Michel Lévy frères, éditeurs (2p. 296-302).

III

LES TRISTESSES DU TEMPS

— 186Ô —

au même.

Donc, si j’en juge, ami, par tes derniers aveux,
Toute chose, là-bas, n’est point selon tes vœux :
Il est dans ce Paris, qui pourtant vous enivre,
Plus d’une ombre au tableau, plus d’une tache au livre.
On peut, à certains jours, en sondant cette mer,
Être pris d’ennui sombre et de dégoût amer !…
C’est dans un jour pareil que ta dernière prose
Coula sur le papier ; ton style n’est pas rose.
« Hélas ! hélas ! dis-tu, les signes sont mauvais ! »
(Et moi je te réponds : « Hélas ! je le savais ! » )


Hélas ! hélas ! tu vois jusques à l’évidence
Partout l’abaissement, partout la décadence ;
Dans l’honneur, dans la foi, dans les cultes divers,
Dans les arts, dans les mœurs, et jusque dans les vers !

Ce peuple qui jadis, tu t’en souviens peut-être,
N’apprenait à ses fils que la haine du maître ;
Qui, farouche, au soupçon du joug le plus clément,
Épouvantait les cieux de son rugissement ;
Maintenant moins sauvage et pris d’un autre zèle
Tu le vois caresser quiconque le musèle ;
Il était las enfin de son règne orageux ;
Il ne demande plus que du pain et des jeux.
Au soleil de ce siècle, à ses vents délétères,
Où sont, hélas ! hélas ! les fermes caractères ?
Ô vieux sol généreux, ô patrie, ô berceau
Des Molé, des Bayard, des graves Daguesseau ;
Ô terre qui donnais jadis, fière marraine,
Bossuet à l’Église, à la guerre Turenne,
Qu’as-tu fait des grands cœurs et des fronts radieux ?
Olympe dévasté, qu’as-tu fait de tes dieux ?
Par quels hôtes nouveaux, sous tes sacrés portiques,
Mère, as-tu remplacé les possesseurs antiques ?
Si parfois, d’un regard, j’explore tes palais,

J’y vois peu de héros, mais combien de valets !
Dernier luxe qui reste à tes jours d’indigence,
Chaque jour, chaque règne en propage l’engeance ;
Avides héritiers des preux, des monseigneurs,
À défaut des vertus ils en ont les honneurs.
Ils osent habiter leurs vieilles résidences ;
Ils ont dans nos conseils toutes les présidences ;
Ils marchent revêtus, au mépris des vieux droits,
De tous les majorats et de toutes les croix.
Faut-il porter la toge et l’hermine à l’épaule,
Ils sont là ; ce costume entre aussi dans le rôle ;
Et, leur expérience un jour prise en défaut,
S’ils tombent par hasard, c’est pour monter plus haut !
Hélas ! toutes les fleurs se fanent sur leurs tiges ;
Hélas ! tous les blasons perdent de leurs prestiges ;
Ces noms, ces anciens noms qui brillaient autrefois
Comme autant de joyaux dignes du front des rois,
Démentant chaque jour un passé magnifique,
Tombent dans le commerce et le monde en trafique.
N’en avons-nous pas vu, de ces fiers paladins,
À qui nos lâchetés n’inspiraient que dédains,
Qui soutinrent vingt ans, beaux parleurs de tribune,
La foi dans un autel malgré toute fortune,
Vendre contre un peu d’or, aux mains des nouveaux dieux,

Trois générations de martyrs et d’aïeux !
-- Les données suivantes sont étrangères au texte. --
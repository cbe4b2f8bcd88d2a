//! Salted and hashed passwords.
//!
//! Password rules (e.g., minimum length) are checked by the form validation
//! before a password reaches [PasswordHash::new].

use std::fmt::Display;

use bcrypt::{BcryptError, hash, verify};
use serde::{Deserialize, Serialize};

use crate::Error;

/// A salted and hashed password.
#[derive(Debug, Clone, PartialEq, Serialize, Deserialize)]
pub struct PasswordHash(String);

impl PasswordHash {
    /// An alias for the default encryption cost for hashing passwords.
    pub const DEFAULT_COST: u32 = bcrypt::DEFAULT_COST;

    /// Hash `raw_password` with the specified `cost`.
    ///
    /// `cost` increases the rounds of hashing and therefore the time needed to verify a password.
    /// A value of at least 12 is recommended. Pass in [PasswordHash::DEFAULT_COST] to use the recommended cost.
    ///
    /// # Errors
    ///
    /// This function will return an error if the password could not be hashed.
    pub fn new(raw_password: &str, cost: u32) -> Result<Self, Error> {
        match hash(raw_password, cost) {
            Ok(password_hash) => Ok(Self(password_hash)),
            Err(e) => Err(Error::HashingError(e.to_string())),
        }
    }

    /// Create a new `PasswordHash` without any validation.
    ///
    /// The caller should ensure that `raw_password_hash` is a valid password hash.
    ///
    /// This function has `_unchecked` in the name but is not `unsafe`, because if an invalid hash is provided it will cause incorrect behaviour but not affect memory safety.
    pub fn new_unchecked(raw_password_hash: &str) -> Self {
        Self(raw_password_hash.to_string())
    }

    /// Check that `raw_password` matches the stored password.
    pub fn verify(&self, raw_password: &str) -> Result<bool, BcryptError> {
        verify(raw_password, &self.0)
    }
}

impl AsRef<str> for PasswordHash {
    fn as_ref(&self) -> &str {
        &self.0
    }
}

impl Display for PasswordHash {
    fn fmt(&self, f: &mut std::fmt::Formatter<'_>) -> std::fmt::Result {
        write!(f, "{}", self.0)
    }
}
Hélas ! en haut, en bas, que l’œil descende ou monte,
Il retrouve, dis-tu, ces images de honte.
En fait d’âme servile, en fait d’honneur caduc,
Le plus épais bourgeois vaut le plus noble duc.
Tu vois, le long des quais, gagnant l’aréopage,
Le vieux Caton qui roule en brillant équipage.
Est-ce lui ? C’est lui-même ; oui, Caton le censeur,
Des stoïques vertus ce rude professeur,
Qui, jadis, au Château venait, les jours de fête,
Montrer sa toge courte et sa barbe mal faite.
Où va-t-il aujourd’hui, plus souple à manier ?
Il va de ses serments prêter l’avant-dernier.

Telles sont des vieillards les vertus exemplaires.
Verra-t-on que les fils vaillent mieux que les pères ?
Ô jeunesse ! ô printemps ! premières floraisons !
Tu les vois, ces enfants, espoir de nos maisons,
Tu les vois désormais, à l’envi l’un de l’autre,
Déserter chaque autel qui fut jadis le nôtre.
Qu’on ne leur parle plus — fastidieux discours —
De fière liberté, d’idéales amours,
D’un nom qui dans le cœur se voile de mystères !
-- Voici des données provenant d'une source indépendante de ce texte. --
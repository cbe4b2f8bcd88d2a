//! Defines the endpoint for deleting a financial record.

use std::sync::{Arc, Mutex};

use axum::{
    Extension,
    extract::{FromRef, Query, State},
    response::{IntoResponse, Redirect, Response},
};
use axum_extra::extract::PrivateCookieJar;
use rusqlite::Connection;

use crate::{
    AppState, Error, endpoints,
    record::{
        core::delete_record,
        edit_endpoint::{INVALID_ID_MESSAGE, NOT_FOUND_MESSAGE, RecordIdQuery},
    },
    session::{FlashCategory, SESSION_NAME, SessionStore},
    user::UserID,
};

/// The state needed to delete a record.
#[derive(Debug, Clone)]
pub struct DeleteRecordState {
    pub sessions: SessionStore,
    pub db_connection: Arc<Mutex<Connection>>,
}

impl FromRef<AppState> for DeleteRecordState {
    fn from_ref(state: &AppState) -> Self {
        Self {
            sessions: state.sessions.clone(),
            db_connection: state.db_connection.clone(),
        }
    }
}

/// Delete one of the user's records and redirect to the home page.
///
/// The outcome is reported with a flash message on the home page.
pub async fn delete_record_endpoint(
    State(state): State<DeleteRecordState>,
    Extension(user_id): Extension<UserID>,
    Query(query): Query<RecordIdQuery>,
    jar: PrivateCookieJar,
) -> Response {
    let (message, category) = match query.record_id() {
        None => (INVALID_ID_MESSAGE.to_owned(), FlashCategory::Error),
        Some(id) => {
            let result = match state.db_connection.lock() {
                Ok(connection) => delete_record(id, user_id, &connection),
                Err(error) => {
                    tracing::error!("could not acquire database lock: {error}");
                    Err(Error::DatabaseLockError)
                }
            };

            match result {
                Ok(0) => (NOT_FOUND_MESSAGE.to_owned(), FlashCategory::Error),
                Ok(_) => (
                    "Berhasil menghapus data keuangan".to_owned(),
                    FlashCategory::Success,
                ),
                Err(error) => {
                    tracing::error!("could not delete record {id} for user {user_id}: {error}");
                    (
                        format!("Gagal menghapus data keuangan, {error}"),
                        FlashCategory::Error,
                    )
                }
            }
        }
    };

    let mut session = state.sessions.get(&jar, SESSION_NAME);
    session.add_flash(message, category);
    let jar = state.sessions.save(jar, &session);

    (jar, Redirect::to(endpoints::HOME)).into_response()
}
Sublimes dévoûments, sacrifices austères,
Poésie, art sacré : qu’on ne leur parle plus
De ces flambeaux éteints, de ces dieux vermoulus !
Leur âme et leur encens vont à d’autres idoles,
Et leurs pires amours ne sont pas les frivoles !
C’en est fait, tout s’en va, tout meurt de jour en jour ;
Toute religion décline, tout amour
S’éteint, toute vertu suit la pente suprême ;
Tout s’abaisse et décroît, jusqu’au vice lui-même !
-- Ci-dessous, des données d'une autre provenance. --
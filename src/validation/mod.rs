//! Declarative form validation.
//!
//! Each form type lists its fields and their [Rule]s through the [Validate]
//! trait. [Validator::validate] checks the fields in the declared order and
//! reports at most one error per field: the first rule that fails.

mod locale;
mod rule;

use email_address::EmailAddress;
use rusqlite::{Connection, OptionalExtension};
use time::{Date, macros::format_description};

pub use locale::Locale;
pub use rule::{FieldRules, Rule, Validate};

use crate::Error;

/// The error message for a single form field.
#[derive(Debug, Clone, PartialEq, Eq)]
pub struct FieldError {
    /// The field's name in the submitted form.
    pub field: &'static str,
    /// The name of the field shown to the user.
    pub label: &'static str,
    /// The localized error message.
    pub message: String,
}

/// The failed fields of a form, in the order they were declared.
#[derive(Debug, Clone, Default, PartialEq, Eq)]
pub struct ValidationErrors(Vec<FieldError>);

impl ValidationErrors {
    /// The error message for `field`, if it failed validation.
    pub fn get(&self, field: &str) -> Option<&str> {
        self.0
            .iter()
            .find(|error| error.field == field)
            .map(|error| error.message.as_str())
    }

    /// Set the error for `field`, replacing any existing error for that field.
    pub fn insert(&mut self, field: &'static str, label: &'static str, message: String) {
        match self.0.iter_mut().find(|error| error.field == field) {
            Some(error) => error.message = message,
            None => self.0.push(FieldError {
                field,
                label,
                message,
            }),
        }
    }

    pub fn is_empty(&self) -> bool {
        self.0.is_empty()
    }

    pub fn iter(&self) -> impl Iterator<Item = &FieldError> {
        self.0.iter()
    }
}

/// Checks forms against their declared rules.
///
/// The validator borrows a database connection for [Rule::UniqueAcrossTable].
pub struct Validator<'a> {
    connection: &'a Connection,
    locale: Locale,
}

impl<'a> Validator<'a> {
    /// Create a validator that writes messages in the default locale.
    pub fn new(connection: &'a Connection) -> Self {
        Self {
            connection,
            locale: Locale::default(),
        }
    }

    pub fn with_locale(self, locale: Locale) -> Self {
        Self { locale, ..self }
    }

    /// Check `form` against [Validate::RULES].
    ///
    /// Returns `None` if every field is valid.
    ///
    /// # Errors
    ///
    /// Returns an [Error::SqlError] if a uniqueness query fails.
    pub fn validate<T: Validate>(&self, form: &T) -> Result<Option<ValidationErrors>, Error> {
        let mut errors = ValidationErrors::default();

        for field_rules in T::RULES {
            let value = form.field_value(field_rules.field).unwrap_or_default();

            if let Some(message) = self.check_field(form, field_rules, value)? {
                errors.insert(field_rules.field, field_rules.label(), message);
            }
        }

        if errors.is_empty() {
            Ok(None)
        } else {
            Ok(Some(errors))
        }
    }

    /// Find the message for the first rule of `field_rules` that `value` fails.
    fn check_field<T: Validate>(
        &self,
        form: &T,
        field_rules: &FieldRules,
        value: &str,
    ) -> Result<Option<String>, Error> {
        for rule in field_rules.rules {
            let passed = match rule {
                Rule::Required => !value.trim().is_empty(),
                Rule::Optional if value.is_empty() => return Ok(None),
                Rule::Optional => true,
                Rule::Email => EmailAddress::is_valid(value),
                Rule::MinLength(length) => value.chars().count() >= *length,
                Rule::Numeric => value.trim().parse::<i64>().is_ok(),
                Rule::MinValue(min) => value.trim().parse::<i64>().is_ok_and(|n| n >= *min),
                Rule::IsoDate => parse_iso_date(value).is_some(),
                Rule::OneOf(values) => values.iter().any(|allowed| *allowed == value),
                Rule::EqualsField(other) => form.field_value(other) == Some(value),
                Rule::UniqueAcrossTable { table, column } => {
                    !self.value_exists(table, column, value)?
                }
            };

            if !passed {
                let other_label = match rule {
                    Rule::EqualsField(other) => label_of::<T>(other),
                    _ => "",
                };

                return Ok(Some(self.locale.message(
                    rule,
                    field_rules.label(),
                    other_label,
                )));
            }
        }

        Ok(None)
    }

    fn value_exists(&self, table: &str, column: &str, value: &str) -> Result<bool, Error> {
        // `table` and `column` come from the static rule tables, never from user input.
        let query = format!("SELECT 1 FROM {table} WHERE {column} = ?1 LIMIT 1");

        let row: Option<i64> = self
            .connection
            .query_row(&query, [value], |row| row.get(0))
            .optional()?;

        Ok(row.is_some())
    }
}

fn label_of<T: Validate>(field: &str) -> &'static str {
    T::RULES
        .iter()
        .find(|field_rules| field_rules.field == field)
        .map(|field_rules| field_rules.label())
        .unwrap_or("")
}

/// Parse a date formatted as `YYYY-MM-DD`, the format of HTML date inputs.
pub fn parse_iso_date(value: &str) -> Option<Date> {
    Date::parse(value.trim(), format_description!("[year]-[month]-[day]")).ok()
}

#[cfg(test)]
mod validator_tests {
    use rusqlite::Connection;

    use crate::{db::initialize, validation::Locale};

    use super::{FieldRules, Rule, Validate, ValidationErrors, Validator};

    struct SignUp {
        email: String,
        password: String,
        confirm_password: String,
        nickname: String,
        age: String,
    }

    impl Validate for SignUp {
        const RULES: &'static [FieldRules] = &[
            FieldRules {
                field: "email",
                label: None,
                rules: &[
                    Rule::Required,
                    Rule::Email,
                    Rule::UniqueAcrossTable {
                        table: "users",
                        column: "email",
                    },
                ],
            },
            FieldRules {
                field: "password",
                label: Some("Kata Sandi"),
                rules: &[Rule::Required, Rule::MinLength(6)],
            },
            FieldRules {
                field: "confirm_password",
                label: Some("Konfirmasi"),
                rules: &[Rule::Required, Rule::EqualsField("password")],
            },
            FieldRules {
                field: "nickname",
                label: None,
                rules: &[Rule::Optional, Rule::MinLength(3)],
            },
            FieldRules {
                field: "age",
                label: None,
                rules: &[Rule::Required, Rule::Numeric],
            },
        ];

        fn field_value(&self, field: &str) -> Option<&str> {
            match field {
                "email" => Some(&self.email),
                "password" => Some(&self.password),
                "confirm_password" => Some(&self.confirm_password),
                "nickname" => Some(&self.nickname),
                "age" => Some(&self.age),
                _ => None,
            }
        }
    }

    fn valid_form() -> SignUp {
        SignUp {
            email: "budi@example.com".to_owned(),
            password: "rahasia".to_owned(),
            confirm_password: "rahasia".to_owned(),
            nickname: String::new(),
            age: "30".to_owned(),
        }
    }

    fn get_connection() -> Connection {
        let connection = Connection::open_in_memory().unwrap();
        initialize(&connection).unwrap();
        connection
    }

    #[track_caller]
    fn must_fail(form: &SignUp, connection: &Connection) -> ValidationErrors {
        Validator::new(connection)
            .validate(form)
            .expect("validation query failed")
            .expect("want validation errors, got none")
    }

    #[test]
    fn valid_form_has_no_errors() {
        let connection = get_connection();

        let result = Validator::new(&connection).validate(&valid_form());

        assert_eq!(result, Ok(None));
    }

    #[test]
    fn first_failing_rule_wins() {
        let connection = get_connection();
        let form = SignUp {
            email: String::new(),
            ..valid_form()
        };

        let errors = must_fail(&form, &connection);

        assert_eq!(errors.get("email"), Some("email tidak boleh kosong"));
        assert_eq!(errors.iter().count(), 1);
    }

    #[test]
    fn whitespace_fails_required() {
        let connection = get_connection();
        let form = SignUp {
            age: "   ".to_owned(),
            ..valid_form()
        };

        let errors = must_fail(&form, &connection);

        assert_eq!(errors.get("age"), Some("age tidak boleh kosong"));
    }

    #[test]
    fn reports_errors_in_declaration_order() {
        let connection = get_connection();
        let form = SignUp {
            email: "bukan email".to_owned(),
            password: "123".to_owned(),
            confirm_password: "456".to_owned(),
            nickname: String::new(),
            age: "tiga puluh".to_owned(),
        };

        let errors = must_fail(&form, &connection);
        let fields: Vec<_> = errors.iter().map(|error| error.field).collect();

        assert_eq!(fields, ["email", "password", "confirm_password", "age"]);
        assert_eq!(
            errors.get("email"),
            Some("email harus berupa email yang valid")
        );
        assert_eq!(errors.get("password"), Some("Kata Sandi minimal 6 karakter"));
        assert_eq!(
            errors.get("confirm_password"),
            Some("Konfirmasi harus sama dengan Kata Sandi")
        );
        assert_eq!(errors.get("age"), Some("age harus berupa angka"));
    }

    #[test]
    fn optional_skips_empty_but_checks_present_values() {
        let connection = get_connection();

        let errors = must_fail(
            &SignUp {
                nickname: "ab".to_owned(),
                ..valid_form()
            },
            &connection,
        );

        assert_eq!(errors.get("nickname"), Some("nickname minimal 3 karakter"));
    }

    #[test]
    fn min_length_counts_characters_not_bytes() {
        let connection = get_connection();
        let form = SignUp {
            password: "ééééé".to_owned(),
            confirm_password: "ééééé".to_owned(),
            ..valid_form()
        };

        let errors = must_fail(&form, &connection);

        assert_eq!(errors.get("password"), Some("Kata Sandi minimal 6 karakter"));
    }

    #[test]
    fn unique_rule_fails_for_existing_value() {
        let connection = get_connection();
        connection
            .execute(
                "INSERT INTO users (name, email, password, created_at, updated_at) \
                VALUES ('Budi', 'budi@example.com', 'x', '', '')",
                (),
            )
            .unwrap();

        let errors = must_fail(&valid_form(), &connection);

        assert_eq!(errors.get("email"), Some("email sudah digunakan"));
    }

    #[test]
    fn uses_requested_locale() {
        let connection = get_connection();
        let form = SignUp {
            password: "123".to_owned(),
            confirm_password: "123".to_owned(),
            ..valid_form()
        };

        let errors = Validator::new(&connection)
            .with_locale(Locale::English)
            .validate(&form)
            .unwrap()
            .unwrap();

        assert_eq!(
            errors.get("password"),
            Some("Kata Sandi must be at least 6 characters in length")
        );
    }

    #[test]
    fn min_value_rejects_smaller_numbers() {
        struct Amount(&'static str);

        impl Validate for Amount {
            const RULES: &'static [FieldRules] = &[FieldRules {
                field: "amount",
                label: None,
                rules: &[Rule::Required, Rule::Numeric, Rule::MinValue(1)],
            }];

            fn field_value(&self, field: &str) -> Option<&str> {
                (field == "amount").then_some(self.0)
            }
        }

        let connection = get_connection();
        let validator = Validator::new(&connection);

        for value in ["0", "-1", "-9223372036854775808"] {
            let errors = validator.validate(&Amount(value)).unwrap().unwrap();
            assert_eq!(errors.get("amount"), Some("amount minimal 1"), "value {value}");
        }
        assert_eq!(validator.validate(&Amount("1")), Ok(None));
        assert_eq!(
            validator.validate(&Amount("abc")).unwrap().unwrap().get("amount"),
            Some("amount harus berupa angka")
        );
    }

    #[test]
    fn insert_replaces_existing_error() {
        let mut errors = ValidationErrors::default();
        errors.insert("email", "Email", "first".to_owned());
        errors.insert("email", "Email", "second".to_owned());

        assert_eq!(errors.get("email"), Some("second"));
        assert_eq!(errors.iter().count(), 1);
    }
}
Ce vice d’autrefois, démon presque charmant,
De la séve des cœurs fiévreux débordement,
Qui, même au regard froid du sage qui l’accuse,
Dans ses propres excès trouvait comme une excuse ;
Ce vice des beaux jours, aimable aventurier,
Gentilhomme souvent et jamais roturier,
Qui, de joyeux duels mêlant ses mascarades,
Payait toujours fort cher ses moindres algarades ;
Qui, le jour, s’entourait de chiens et de faucons,
Qui, la nuit, gravissait l’échelle des balcons,
Et d’un palais ou deux, royal en son ivresse,
Achetait le baiser d’une folle maîtresse ;
Tu le vois désormais, dernier surcroît d’ennui.
Prudent comme un notaire et rangé comme lui ;

Il serre d’un festin le reste en son armoire,
Et jamais sans rognure il n’acquitte un mémoire.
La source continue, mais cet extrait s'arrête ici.